Thus, it is my position that the LWV, by including bot not limited to California GC 82007, if they called their event a CANDIDATE FORUM, as they did, then I was a Candidate, and should have been allowed participation with all other candidates. Anything less is a violation of the Unruh act by the LWV. The LWV admitted the event was co-sponsored with the Church, a church that favored candidates over write-in candidates, and admitted the bias of the LWV under IRS regulations, and bias and arbitrary treatment prohibited under Unruh.

(3) ARBITRARY TREATMENT PERSONAL BELIEFS. ARBITRARY DISCRIMINATION PROHIBITED

The Act’s “fundamental purpose” is “to secure to all persons equal access to public accommodations ‘no matter’ ” their personal characteristics. (Harris, supra, 52 Cal.3d at p. 1169.) To accomplish this purpose, the Act prohibits “arbitrary discrimination by business establishments.” (In re Cox (1970) 3 Cal.3d 205, 216 (Cox); Sargoy, supra, 8 Cal.App.4th at p. 1043 [the Act renders unlawful “arbitrary, invidious or unreasonable discrimination”].)

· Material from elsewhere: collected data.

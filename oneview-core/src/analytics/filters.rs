//! Shared filter application for fact tables.
//!
//! Every engine narrows facts through these functions so dashboards,
//! leaderboards, data health and reports agree on what "the current
//! selection" means.
//!
//! Criteria combine with AND semantics. A criterion that cannot be resolved
//! (unknown recruiter slug, placement whose job is missing) does not narrow
//! the result; over-including is preferred to failing.

use super::AnalyticsContext;
use crate::types::{Call, Hours, PipelineEvent, Placement, Recruiter};
use chrono::{Datelike, Duration, NaiveDate, NaiveDateTime, NaiveTime};
use serde::{Deserialize, Deserializer, Serialize};

/// Named reporting window, resolved against "now".
#[derive(Debug, Clone, Copy, PartialEq, Eq, Hash, Default, Serialize, Deserialize)]
pub enum DateRange {
    #[serde(rename = "Last 7 days")]
    Last7Days,
    #[default]
    #[serde(rename = "Last 30 days")]
    Last30Days,
    #[serde(rename = "Last 90 days")]
    Last90Days,
    #[serde(rename = "This year")]
    ThisYear,
    #[serde(rename = "Last month")]
    LastMonth,
}

impl DateRange {
    pub const ALL: [DateRange; 5] = [
        DateRange::Last7Days,
        DateRange::Last30Days,
        DateRange::Last90Days,
        DateRange::ThisYear,
        DateRange::LastMonth,
    ];

    /// Display label, also used as the persisted form.
    pub fn label(&self) -> &'static str {
        match self {
            DateRange::Last7Days => "Last 7 days",
            DateRange::Last30Days => "Last 30 days",
            DateRange::Last90Days => "Last 90 days",
            DateRange::ThisYear => "This year",
            DateRange::LastMonth => "Last month",
        }
    }

    /// Parse a display label. Matching is exact.
    pub fn from_label(label: &str) -> Option<Self> {
        Self::ALL.into_iter().find(|r| r.label() == label)
    }
}

/// Inclusive `[start, end]` window.
#[derive(Debug, Clone, Copy, PartialEq, Eq)]
pub struct DateWindow {
    pub start: NaiveDateTime,
    pub end: NaiveDateTime,
}

impl DateWindow {
    pub fn contains(&self, ts: NaiveDateTime) -> bool {
        ts >= self.start && ts <= self.end
    }
}

/// Resolve a date range to a concrete window anchored at `now`.
///
/// `None` resolves to the last 30 days. "Last month" spans the whole previous
/// calendar month, through 23:59:59 of its last day.
pub fn parse_date_range(range: Option<DateRange>, now: NaiveDateTime) -> DateWindow {
    let rolling = |days: i64| DateWindow {
        start: now - Duration::days(days),
        end: now,
    };

    match range.unwrap_or_default() {
        DateRange::Last7Days => rolling(7),
        DateRange::Last30Days => rolling(30),
        DateRange::Last90Days => rolling(90),
        DateRange::ThisYear => DateWindow {
            start: start_of_day(first_of_month(now.year(), 1)),
            end: now,
        },
        DateRange::LastMonth => {
            let this_month = first_of_month(now.year(), now.month());
            let last_day = this_month.pred_opt().unwrap_or(this_month);
            DateWindow {
                start: start_of_day(first_of_month(last_day.year(), last_day.month())),
                end: last_day.and_time(end_of_day()),
            }
        }
    }
}

fn first_of_month(year: i32, month: u32) -> NaiveDate {
    NaiveDate::from_ymd_opt(year, month, 1).unwrap_or(NaiveDate::MIN)
}

fn start_of_day(date: NaiveDate) -> NaiveDateTime {
    date.and_time(NaiveTime::MIN)
}

fn end_of_day() -> NaiveTime {
    NaiveTime::from_hms_opt(23, 59, 59).unwrap_or(NaiveTime::MIN)
}

/// Global filter selection passed into every engine call.
#[derive(Debug, Clone, Default, PartialEq, Eq, Serialize, Deserialize)]
pub struct FilterCriteria {
    /// Reporting window; `None` means the last 30 days
    #[serde(default, deserialize_with = "lenient_date_range")]
    pub date_range: Option<DateRange>,
    /// Recruiter slug (see [`recruiter_slug`])
    #[serde(default)]
    pub recruiter: Option<String>,
    /// Client slug (see [`client_slug`])
    #[serde(default)]
    pub client: Option<String>,
    /// Exact job id
    #[serde(default)]
    pub job: Option<String>,
}

/// Unknown labels deserialize to `None` rather than failing.
fn lenient_date_range<'de, D>(deserializer: D) -> Result<Option<DateRange>, D::Error>
where
    D: Deserializer<'de>,
{
    let label: Option<String> = Option::deserialize(deserializer)?;
    Ok(label.as_deref().and_then(DateRange::from_label))
}

impl FilterCriteria {
    pub fn with_date_range(mut self, range: DateRange) -> Self {
        self.date_range = Some(range);
        self
    }

    /// Set the date range from a label; unknown labels fall back to the default window.
    pub fn with_date_label(mut self, label: &str) -> Self {
        self.date_range = DateRange::from_label(label);
        self
    }

    pub fn with_recruiter(mut self, slug: impl Into<String>) -> Self {
        self.recruiter = Some(slug.into());
        self
    }

    pub fn with_client(mut self, slug: impl Into<String>) -> Self {
        self.client = Some(slug.into());
        self
    }

    pub fn with_job(mut self, job_id: impl Into<String>) -> Self {
        self.job = Some(job_id.into());
        self
    }

    /// The effective date range.
    pub fn effective_date_range(&self) -> DateRange {
        self.date_range.unwrap_or_default()
    }
}

/// Recruiter filter slug: lowercased name with the first space replaced by `-`.
///
/// Only the first space is replaced, so "Mary Jane Smith" becomes
/// "mary-jane smith".
pub fn recruiter_slug(name: &str) -> String {
    name.to_lowercase().replacen(' ', "-", 1)
}

/// Client filter slug: lowercased name with every whitespace run collapsed to `-`.
pub fn client_slug(name: &str) -> String {
    let mut slug = String::with_capacity(name.len());
    let mut in_whitespace = false;
    for ch in name.to_lowercase().chars() {
        if ch.is_whitespace() {
            if !in_whitespace {
                slug.push('-');
            }
            in_whitespace = true;
        } else {
            slug.push(ch);
            in_whitespace = false;
        }
    }
    slug
}

/// Criteria resolved against the dataset once per filter call.
struct ResolvedCriteria<'a> {
    window: DateWindow,
    recruiter: Option<&'a Recruiter>,
    client: Option<&'a str>,
    job: Option<&'a str>,
}

impl<'a> ResolvedCriteria<'a> {
    fn new(filters: &'a FilterCriteria, ctx: &AnalyticsContext<'a>) -> Self {
        let recruiter = filters.recruiter.as_deref().and_then(|slug| {
            let found = ctx.data.recruiter_by_slug(slug);
            if found.is_none() {
                tracing::warn!(slug, "Recruiter filter did not match any recruiter, ignoring");
            }
            found
        });

        Self {
            window: parse_date_range(filters.date_range, ctx.now),
            recruiter,
            client: filters.client.as_deref(),
            job: filters.job.as_deref(),
        }
    }

    fn recruiter_email_matches(&self, email: &str) -> bool {
        self.recruiter.map_or(true, |r| r.email == email)
    }

    fn recruiter_id_matches(&self, id: &str) -> bool {
        self.recruiter.map_or(true, |r| r.id == id)
    }

    fn client_matches(&self, client_name: Option<&str>) -> bool {
        match (self.client, client_name) {
            (Some(wanted), Some(name)) => client_slug(name) == wanted,
            _ => true,
        }
    }
}

/// Filter calls by date and recruiter.
pub fn filter_calls<'a>(
    calls: &'a [Call],
    filters: &FilterCriteria,
    ctx: &AnalyticsContext<'_>,
) -> Vec<&'a Call> {
    let criteria = ResolvedCriteria::new(filters, ctx);
    calls
        .iter()
        .filter(|c| criteria.window.contains(c.called_at))
        .filter(|c| criteria.recruiter_email_matches(&c.recruiter_email))
        .collect()
}

/// Filter timesheet entries by date, recruiter, client and job.
///
/// The client filter only applies to entries that carry a client name; the
/// job filter excludes entries without a job.
pub fn filter_hours<'a>(
    hours: &'a [Hours],
    filters: &FilterCriteria,
    ctx: &AnalyticsContext<'_>,
) -> Vec<&'a Hours> {
    let criteria = ResolvedCriteria::new(filters, ctx);
    hours
        .iter()
        .filter(|h| criteria.window.contains(h.work_date))
        .filter(|h| criteria.recruiter_email_matches(&h.recruiter_email))
        .filter(|h| criteria.client_matches(h.client_name.as_deref()))
        .filter(|h| criteria.job.map_or(true, |job| h.job_id.as_deref() == Some(job)))
        .collect()
}

/// Filter pipeline moves by stage start date, recruiter and job.
pub fn filter_pipeline<'a>(
    pipeline: &'a [PipelineEvent],
    filters: &FilterCriteria,
    ctx: &AnalyticsContext<'_>,
) -> Vec<&'a PipelineEvent> {
    let criteria = ResolvedCriteria::new(filters, ctx);
    pipeline
        .iter()
        .filter(|p| criteria.window.contains(p.stage_start))
        .filter(|p| criteria.recruiter_id_matches(&p.recruiter_id))
        .filter(|p| criteria.job.map_or(true, |job| p.job_id == job))
        .collect()
}

/// Filter placements by date, recruiter, job and client (via the job join).
///
/// Placements whose job cannot be resolved are not excluded by the client
/// filter.
pub fn filter_placements<'a>(
    placements: &'a [Placement],
    filters: &FilterCriteria,
    ctx: &AnalyticsContext<'_>,
) -> Vec<&'a Placement> {
    let criteria = ResolvedCriteria::new(filters, ctx);
    placements
        .iter()
        .filter(|p| criteria.window.contains(p.placed_at))
        .filter(|p| criteria.recruiter_id_matches(&p.recruiter_id))
        .filter(|p| criteria.job.map_or(true, |job| p.job_id == job))
        .filter(|p| {
            let client = ctx.data.job(&p.job_id).map(|j| j.client_name.as_str());
            criteria.client_matches(client)
        })
        .collect()
}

The statute expressly provides that it does not apply to facially neutral policies: “This section shall not be construed to confer any right or privilege on a person … that is applicable alike to persons” regardless of sex, sexual orientation, medical condition, and other classes. (Civ. Code, § 51, subd. (c) [emphasis added].) Thus, “[a] policy that is neutral on its face is not actionable under the Unruh Act, even when it has a disproportionate impact on a protected class.” (Turner, 167 Cal.App.4th at 1408 [emphasis added].)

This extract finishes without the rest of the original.